EXERCISE REQUIREMENTS: Every line in the records below between the one holding "pub mod error;" and the one holding "filename crates/sweep-sim/src/builder.rs", inclusive, is to be set down exactly; all other lines are to be left out.

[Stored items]
---+---

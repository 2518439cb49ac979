//! `sweep-core` — foundational types for the one-floor sweep simulator.
//!
//! This crate is a dependency of every other `sweep-*` crate.  It has no
//! `sweep-*` dependencies and minimal external ones (only `rand` and
//! `thiserror`, plus optional `serde`).
//!
//! # What lives here
//!
//! | Module     | Contents                                               |
//! |------------|--------------------------------------------------------|
//! | [`cell`]   | `Cell` grid coordinate, Manhattan distance             |
//! | [`ids`]    | `DoorId`, `OccupantId`                                 |
//! | [`time`]   | `Tick`                                                 |
//! | [`config`] | `SweepConfig` and its validation                       |
//! | [`rng`]    | `RandomSource` trait, `SimRng` (seeded stream)         |
//! | [`error`]  | `CoreError`, `CoreResult`                              |
//!
//! # Feature flags
//!
//! | Flag    | Effect                                                     |
//! |---------|------------------------------------------------------------|
//! | `serde` | Adds `Serialize`/`Deserialize` to all public types.        |

pub mod cell;
pub mod config;
pub mod error;
pub mod ids;
pub mod rng;
pub mod time;


// ── Re-exports ────────────────────────────────────────────────────────────────

pub use cell::Cell;
pub use config::{MAX_OCCUPANTS, SweepConfig};
pub use error::{CoreError, CoreResult};
pub use ids::{DoorId, OccupantId};
pub use rng::{RandomSource, SimRng};
pub use time::Tick;
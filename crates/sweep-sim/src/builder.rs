//! Fluent builder for constructing an [`Engine`].

use sweep_core::{RandomSource, SimRng, SweepConfig};
use sweep_layout::FloorPlan;
use sweep_patrol::{PatrolController, Responder};
use tracing::info;

use crate::{Engine, SimError, SimResult};

/// Fluent builder for [`Engine<R>`].
///
/// # Inputs
///
/// | Method      | Default                              |
/// |-------------|--------------------------------------|
/// | `new(cfg)`  | required                             |
/// | `.rng(r)`   | `SimRng::new(cfg.seed)`              |
///
/// # Example
///
/// ```rust,ignore
/// let engine = EngineBuilder::new(config).build()?;
/// let scripted = EngineBuilder::new(config).rng(my_source).build()?;
/// ```
pub struct EngineBuilder<R: RandomSource = SimRng> {
    config: SweepConfig,
    rng:    R,
}

impl EngineBuilder<SimRng> {
    pub fn new(config: SweepConfig) -> Self {
        let rng = SimRng::new(config.seed);
        Self { config, rng }
    }
}

impl<R: RandomSource> EngineBuilder<R> {
    /// Replace the random stream.  `config.seed` is then ignored.
    pub fn rng<S: RandomSource>(self, rng: S) -> EngineBuilder<S> {
        EngineBuilder { config: self.config, rng }
    }

    /// Validate the configuration, generate the floor plan, check that every
    /// start cell is walkable, and return a reset engine.
    pub fn build(self) -> SimResult<Engine<R>> {
        self.config.validate()?;
        let plan = FloorPlan::build(&self.config);
        let layout = plan.layout();

        let entry = plan.exits()[0];
        if !layout.is_walkable(entry) {
            return Err(SimError::UnreachableStart { what: "responder", cell: entry });
        }
        if let Some(&cell) = plan.occupant_starts().iter().find(|&&c| !layout.is_walkable(c)) {
            return Err(SimError::UnreachableStart { what: "occupant", cell });
        }

        info!(
            height    = self.config.height,
            width     = self.config.width,
            doors     = plan.door_count(),
            occupants = self.config.occupant_count,
            seed      = self.config.seed,
            "engine built",
        );

        let responder = Responder::new(entry, plan.door_count());
        let mut engine = Engine {
            controller:      PatrolController::new(self.config.dwell_threshold),
            config:          self.config,
            plan,
            rng:             self.rng,
            tick:            Default::default(),
            responder,
            occupants:       Vec::new(),
            events:          Vec::new(),
            responder_track: Vec::new(),
            occupant_tracks: Vec::new(),
        };
        engine.reset();
        Ok(engine)
    }
}
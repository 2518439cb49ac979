//! `sweep-behavior` — movement policies.
//!
//! Both policies are pure functions of the read-only [`Layout`], the
//! agent's position, and (for occupants) the shared random stream.  They
//! never fail: a move that would leave the grid or enter a wall is replaced
//! by staying in place.
//!
//! | Function              | Agent     | Rule                                            |
//! |-----------------------|-----------|-------------------------------------------------|
//! | [`greedy_step`]       | responder | row first, then column, toward a target         |
//! | [`occupant_step`]     | occupant  | best gain toward nearer exit, or a random step  |
//! | [`nearest_exit`]      | occupant  | Manhattan-nearest of two exits, ties to first   |
//! | [`walkable_neighbors`]| both      | 4-neighbours in the fixed order up/down/left/right |
//!
//! [`Layout`]: sweep_layout::Layout

pub mod movement;

#[cfg(test)]
mod tests;

pub use movement::{
    NEIGHBOR_OFFSETS, OccupantMove, greedy_step, nearest_exit, occupant_step, walkable_neighbors,
};
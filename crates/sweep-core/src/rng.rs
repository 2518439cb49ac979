//! Deterministic random stream shared by all stochastic decisions.
//!
//! # Determinism strategy
//!
//! The whole simulation draws from ONE sequential stream, seeded once when
//! the engine is built.  Occupants consume draws in ascending `OccupantId`
//! order every tick, so the same seed and configuration always reproduce
//! the same run.  `reset` does not re-seed; a reset engine continues the
//! stream where it left off.
//!
//! Policies take `&mut impl RandomSource` rather than a concrete RNG so
//! tests can substitute scripted draws.

use rand::rngs::SmallRng;
use rand::{Rng, SeedableRng};

/// A source of uniform random draws.
pub trait RandomSource {
    /// A float uniformly distributed in `[0, 1)`.
    fn next_unit(&mut self) -> f64;

    /// An index uniformly distributed in `[0, len)`.
    ///
    /// # Panics
    /// Implementations may panic if `len == 0`; callers guard against it.
    fn next_index(&mut self, len: usize) -> usize;
}

// ── SimRng ────────────────────────────────────────────────────────────────────

/// Simulation-level seeded RNG.
///
/// Used only from the single driver thread that owns the engine.
pub struct SimRng(SmallRng);

impl SimRng {
    pub fn new(seed: u64) -> Self {
        SimRng(SmallRng::seed_from_u64(seed))
    }
}

impl RandomSource for SimRng {
    #[inline]
    fn next_unit(&mut self) -> f64 {
        self.0.r#gen::<f64>()
    }

    #[inline]
    fn next_index(&mut self, len: usize) -> usize {
        self.0.gen_range(0..len)
    }
}

impl<R: RandomSource + ?Sized> RandomSource for &mut R {
    #[inline]
    fn next_unit(&mut self) -> f64 {
        (**self).next_unit()
    }

    #[inline]
    fn next_index(&mut self, len: usize) -> usize {
        (**self).next_index(len)
    }
}
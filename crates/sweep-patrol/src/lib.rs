//! `sweep-patrol` — the responder's patrol/clearing state machine.
//!
//! # Crate layout
//!
//! | Module         | Contents                                                 |
//! |----------------|----------------------------------------------------------|
//! | [`state`]      | `Responder`: position, patrol index, dwell, cleared flags |
//! | [`controller`] | `PatrolController`: one transition per tick             |
//!
//! # Transition (per tick)
//!
//! ```text
//! target = patrol[stop mod len]
//! move one greedy step toward target
//! if position == target:
//!     dwell += 1
//!     dwell == 1 and door(target) not cleared → clear it, emit ClearEvent
//!     dwell == threshold                      → stop += 1, dwell = 0
//! ```
//!
//! There is no terminal state: the patrol wraps forever and the driver
//! decides how many ticks to run.
//!
//! Two index spaces meet here.  `stop` counts patrol (traversal) order;
//! cleared flags use declaration order.  The translation is
//! [`FloorPlan::door_for_patrol_stop`][sweep_layout::FloorPlan::door_for_patrol_stop].

pub mod controller;
pub mod state;


pub use controller::{ClearEvent, PatrolController, PatrolOutcome};
pub use state::Responder;
use sweep_core::{Cell, CoreError};
use thiserror::Error;

#[derive(Debug, Error)]
pub enum SimError {
    #[error(transparent)]
    Config(#[from] CoreError),

    #[error("{what} start {cell} is outside the grid or not walkable")]
    UnreachableStart {
        what: &'static str,
        cell: Cell,
    },
}

pub type SimResult<T> = Result<T, SimError>;
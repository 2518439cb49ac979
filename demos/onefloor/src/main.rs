//! onefloor — run the one-floor sweep simulation from the command line.
//!
//! A responder enters at the west exit, walks the door patrol, and clears
//! each room it dwells at, while up to three occupants drift toward the
//! nearer exit.  By default every step is drawn to the terminal; pass
//! `--no-display` for a headless run.  Trajectories, events, door states
//! and the visit heatmap are written to `--outdir` either way.
//!
//! ```text
//! cargo run -p onefloor -- --steps 200 --interval 0.02
//! cargo run -p onefloor -- --no-display --seed 11 --outdir out/seed11
//! RUST_LOG=debug cargo run -p onefloor -- --no-display
//! ```

use std::fs::File;
use std::io::{self, BufReader, Write};
use std::path::{Path, PathBuf};
use std::time::{Duration, Instant};

use anyhow::{Context, Result, bail};
use clap::Parser;
use tracing::{info, warn};
use tracing_subscriber::EnvFilter;

use sweep_core::SweepConfig;
use sweep_output::{
    CsvWriter, OutputError, OutputWriter, SweepOutputObserver, render_frame, status_line,
};
use sweep_sim::{Engine, Event, SimObserver, Snapshot};


// ── CLI ───────────────────────────────────────────────────────────────────────

#[derive(Parser, Debug)]
#[command(name = "onefloor", about = "One-floor responder sweep simulation")]
struct Args {
    /// Step budget (overrides the config file).
    #[arg(long)]
    steps: Option<u64>,

    /// Seconds to pause between frames in the live view.
    #[arg(long, default_value_t = 0.05, allow_negative_numbers = true)]
    interval: f64,

    /// Run headless; only the export files are produced.
    #[arg(long)]
    no_display: bool,

    /// Directory for exported files (created if missing).
    #[arg(long, default_value = "sweep_output")]
    outdir: PathBuf,

    /// RNG seed (overrides the config file).
    #[arg(long)]
    seed: Option<u64>,

    /// Number of occupants, 0 to 3 (overrides the config file).
    #[arg(long)]
    occupants: Option<usize>,

    /// JSON file with `SweepConfig` fields; missing fields take defaults.
    #[arg(long)]
    config: Option<PathBuf>,

    /// Also write `output.db` next to the CSV files (needs the `sqlite` feature).
    #[arg(long)]
    sqlite: bool,
}

impl Args {
    fn sweep_config(&self) -> Result<SweepConfig> {
        let mut config = match &self.config {
            Some(path) => {
                let file = File::open(path)
                    .with_context(|| format!("opening config {}", path.display()))?;
                serde_json::from_reader(BufReader::new(file))
                    .with_context(|| format!("parsing config {}", path.display()))?
            }
            None => SweepConfig::default(),
        };
        if let Some(steps) = self.steps {
            config.max_steps = steps;
        }
        if let Some(seed) = self.seed {
            config.seed = seed;
        }
        if let Some(n) = self.occupants {
            config.occupant_count = n;
        }
        Ok(config)
    }

    fn frame_interval(&self) -> Result<Duration> {
        Duration::try_from_secs_f64(self.interval).with_context(|| {
            format!("--interval must be a finite, non-negative number of seconds (got {})", self.interval)
        })
    }
}

// ── Live terminal view ────────────────────────────────────────────────────────

/// Redraws the floor on every [`show`][Self::show].
///
/// The first write error is stored and ends drawing; check it with
/// [`take_error`][Self::take_error] after the run.
struct LiveView<W: Write> {
    out:      W,
    interval: Duration,
    last:     Option<String>,
    error:    Option<io::Error>,
}

impl<W: Write> LiveView<W> {
    fn new(out: W, interval: Duration) -> Self {
        Self { out, interval, last: None, error: None }
    }

    fn show(&mut self, snapshot: &Snapshot<'_>) {
        if self.error.is_some() {
            return;
        }
        if let Err(e) = self.draw(snapshot) {
            self.error = Some(e);
            return;
        }
        if !self.interval.is_zero() {
            std::thread::sleep(self.interval);
        }
    }

    fn draw(&mut self, snapshot: &Snapshot<'_>) -> io::Result<()> {
        // Clear screen, cursor home.
        write!(self.out, "\x1b[2J\x1b[H{}", render_frame(snapshot))?;
        match &self.last {
            Some(last) => writeln!(self.out, "{}  last: {last}", status_line(snapshot))?,
            None => writeln!(self.out, "{}", status_line(snapshot))?,
        }
        self.out.flush()
    }

    fn take_error(&mut self) -> Option<io::Error> {
        self.error.take()
    }
}

impl<W: Write> SimObserver for LiveView<W> {
    fn on_event(&mut self, event: &Event) {
        self.last = Some(format!("{} {}", event.tick, event.kind()));
    }

    fn on_step(&mut self, snapshot: &Snapshot<'_>) {
        self.show(snapshot);
    }
}

// ── Export ────────────────────────────────────────────────────────────────────

/// An export observer whose write errors can be collected after a run.
trait Export: SimObserver {
    fn take_error(&mut self) -> Option<OutputError>;
}

impl<W: OutputWriter> Export for SweepOutputObserver<W> {
    fn take_error(&mut self) -> Option<OutputError> {
        SweepOutputObserver::take_error(self)
    }
}

impl<A: Export, B: Export> Export for (A, B) {
    fn take_error(&mut self) -> Option<OutputError> {
        let first = self.0.take_error();
        let second = self.1.take_error();
        first.or(second)
    }
}

fn run_with<E: Export, W: Write>(
    engine: &mut Engine,
    mut export: E,
    live: Option<&mut LiveView<W>>,
) -> Result<()> {
    let t0 = Instant::now();
    match live {
        Some(live) => engine.run(&mut (live, &mut export)),
        None => engine.run(&mut export),
    }
    info!(elapsed_ms = t0.elapsed().as_millis() as u64, "simulation complete");

    if let Some(e) = export.take_error() {
        return Err(e).context("writing output");
    }
    Ok(())
}

#[cfg(feature = "sqlite")]
fn export<W: Write>(
    engine: &mut Engine,
    csv: SweepOutputObserver<CsvWriter>,
    live: Option<&mut LiveView<W>>,
    args: &Args,
) -> Result<()> {
    if args.sqlite {
        let db = SweepOutputObserver::new(sweep_output::SqliteWriter::new(&args.outdir)?);
        return run_with(engine, (csv, db), live);
    }
    run_with(engine, csv, live)
}

#[cfg(not(feature = "sqlite"))]
fn export<W: Write>(
    engine: &mut Engine,
    csv: SweepOutputObserver<CsvWriter>,
    live: Option<&mut LiveView<W>>,
    _args: &Args,
) -> Result<()> {
    run_with(engine, csv, live)
}

/// Build the engine from `args`, run it to its step budget and write every
/// export file.  The live view (unless `--no-display`) goes to stdout.
fn simulate(args: &Args) -> Result<Engine> {
    if args.sqlite && !cfg!(feature = "sqlite") {
        bail!("--sqlite requires building with `--features sqlite`");
    }
    let interval = args.frame_interval()?;
    let config = args.sweep_config()?;
    let mut engine = Engine::new(config).context("invalid simulation config")?;

    std::fs::create_dir_all(&args.outdir)
        .with_context(|| format!("creating {}", args.outdir.display()))?;
    let csv = SweepOutputObserver::new(CsvWriter::new(&args.outdir, engine.occupants().len())?);

    let mut live = (!args.no_display).then(|| LiveView::new(io::stdout(), interval));
    if let Some(live) = live.as_mut() {
        live.show(&engine.snapshot());
    }

    export(&mut engine, csv, live.as_mut(), args)?;

    if let Some(e) = live.as_mut().and_then(LiveView::take_error) {
        return Err(e).context("drawing live view");
    }
    Ok(engine)
}

fn saved_files(dir: &Path, occupants: usize, sqlite: bool) -> Vec<PathBuf> {
    let mut files = vec![dir.join("responder_track.csv")];
    files.extend((0..occupants).map(|i| dir.join(format!("occupant_{i}_track.csv"))));
    files.extend(
        ["events.csv", "doors.csv", "cleared_over_time.csv", "visit_heatmap.csv"]
            .map(|name| dir.join(name)),
    );
    if sqlite {
        files.push(dir.join("output.db"));
    }
    files
}

// ── main ──────────────────────────────────────────────────────────────────────

fn main() -> Result<()> {
    tracing_subscriber::fmt()
        .with_env_filter(EnvFilter::try_from_default_env().unwrap_or_else(|_| EnvFilter::new("info")))
        .with_writer(std::io::stderr)
        .init();

    let args = Args::parse();
    let engine = simulate(&args)?;

    if !engine.all_cleared() {
        warn!(
            cleared = engine.cleared_count(),
            doors   = engine.cleared().len(),
            "step budget ran out before every room was cleared",
        );
    }

    // Final door table.
    println!();
    println!("{:<6} {:<10} {:<8}", "Door", "Cell", "Cleared");
    println!("{}", "-".repeat(26));
    for (i, (door, &cleared)) in engine.plan().doors().iter().zip(engine.cleared()).enumerate() {
        println!("{:<6} {:<10} {:<8}", i, door.to_string(), if cleared { "yes" } else { "no" });
    }
    println!();

    for path in saved_files(&args.outdir, engine.occupants().len(), args.sqlite) {
        println!("saved {}", path.display());
    }
    Ok(())
}
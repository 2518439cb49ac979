//! Movement policy functions.

use sweep_core::{Cell, RandomSource};
use sweep_layout::Layout;

/// 4-neighbour offsets `(dr, dc)` in enumeration order: up, down, left,
/// right.  This order decides argmax ties and which candidate a random
/// index selects, so it is part of the determinism contract.
pub const NEIGHBOR_OFFSETS: [(i32, i32); 4] = [(-1, 0), (1, 0), (0, -1), (0, 1)];

/// One step from `pos` toward `target`.
///
/// Candidates, in priority order:
///
/// 1. one row toward `target` (if the rows differ),
/// 2. one column toward `target` (if the columns differ).
///
/// The first candidate that is in bounds and walkable wins; otherwise the
/// agent stays.  Distance to `target` never increases.
pub fn greedy_step(layout: &Layout, pos: Cell, target: Cell) -> Cell {
    let row_move = (target.row != pos.row).then(|| pos.offset((target.row - pos.row).signum(), 0));
    let col_move = (target.col != pos.col).then(|| pos.offset(0, (target.col - pos.col).signum()));

    [row_move, col_move]
        .into_iter()
        .flatten()
        .find(|&c| layout.is_walkable(c))
        .unwrap_or(pos)
}

/// In-bounds walkable 4-neighbours of `pos`, in [`NEIGHBOR_OFFSETS`] order.
pub fn walkable_neighbors(layout: &Layout, pos: Cell) -> Vec<Cell> {
    NEIGHBOR_OFFSETS
        .iter()
        .map(|&(dr, dc)| pos.offset(dr, dc))
        .filter(|&c| layout.is_walkable(c))
        .collect()
}

/// The Manhattan-nearer of the two exits.  Ties go to `exits[0]`.
#[inline]
pub fn nearest_exit(pos: Cell, exits: [Cell; 2]) -> Cell {
    if pos.manhattan(exits[0]) <= pos.manhattan(exits[1]) {
        exits[0]
    } else {
        exits[1]
    }
}

/// How an occupant chose its step.
#[derive(Copy, Clone, Debug, PartialEq, Eq)]
pub enum OccupantMove {
    /// No walkable neighbour; the occupant stayed and consumed no draws.
    Stuck,
    /// Took the candidate with the largest distance gain.
    Greedy(Cell),
    /// Hesitated and took a uniformly random candidate.
    Random(Cell),
}

impl OccupantMove {
    /// Position after the move, given the position before it.
    #[inline]
    pub fn destination(self, from: Cell) -> Cell {
        match self {
            OccupantMove::Stuck => from,
            OccupantMove::Greedy(c) | OccupantMove::Random(c) => c,
        }
    }
}

/// One occupant step toward the nearer exit.
///
/// The nearer exit is recomputed from `pos` on every call.  Exactly one
/// `next_unit` draw is consumed when at least one candidate exists; if it
/// falls below `1 - hesitation` the max-gain candidate is taken (first in
/// enumeration order on ties), otherwise one `next_index` draw picks any
/// candidate, the best one included.
pub fn occupant_step<R: RandomSource>(
    layout:     &Layout,
    pos:        Cell,
    exits:      [Cell; 2],
    hesitation: f64,
    rng:        &mut R,
) -> OccupantMove {
    let candidates = walkable_neighbors(layout, pos);
    if candidates.is_empty() {
        return OccupantMove::Stuck;
    }

    let exit = nearest_exit(pos, exits);
    let d0 = pos.manhattan(exit) as i64;
    let gain = |c: Cell| d0 - c.manhattan(exit) as i64;

    if rng.next_unit() < 1.0 - hesitation {
        // `max_by_key` keeps the LAST maximum; scan manually to keep the first.
        let mut best = candidates[0];
        let mut best_gain = gain(best);
        for &c in &candidates[1..] {
            let g = gain(c);
            if g > best_gain {
                best = c;
                best_gain = g;
            }
        }
        OccupantMove::Greedy(best)
    } else {
        OccupantMove::Random(candidates[rng.next_index(candidates.len())])
    }
}
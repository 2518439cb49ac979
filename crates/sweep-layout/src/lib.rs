//! `sweep-layout` — static floor-plan generation.
//!
//! # Crate layout
//!
//! | Module      | Contents                                                  |
//! |-------------|-----------------------------------------------------------|
//! | [`grid`]    | `CellKind`, `Layout` (row-major H×W classification)       |
//! | [`builder`] | `LayoutBuilder`, `FloorPlan` (layout + doors + patrol)    |
//!
//! A floor plan is generated once from a [`SweepConfig`][sweep_core::SweepConfig]
//! and never mutated afterwards.  Geometry that falls outside the grid is
//! clipped silently: a room whose band overhangs the border is simply
//! narrower or shallower, never an error.

pub mod builder;
pub mod grid;


pub use builder::{FloorPlan, LayoutBuilder};
pub use grid::{CellKind, Layout};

---+---

OUTPUT FOR THIS EXERCISE:
pub mod error;
pub mod ids;
pub mod rng;
pub mod time;


// ── Re-exports ────────────────────────────────────────────────────────────────

pub use cell::Cell;
pub use config::{MAX_OCCUPANTS, SweepConfig};
pub use error::{CoreError, CoreResult};
pub use ids::{DoorId, OccupantId};
pub use rng::{RandomSource, SimRng};
pub use time::Tick;
filename crates/sweep-sim/src/builder.rs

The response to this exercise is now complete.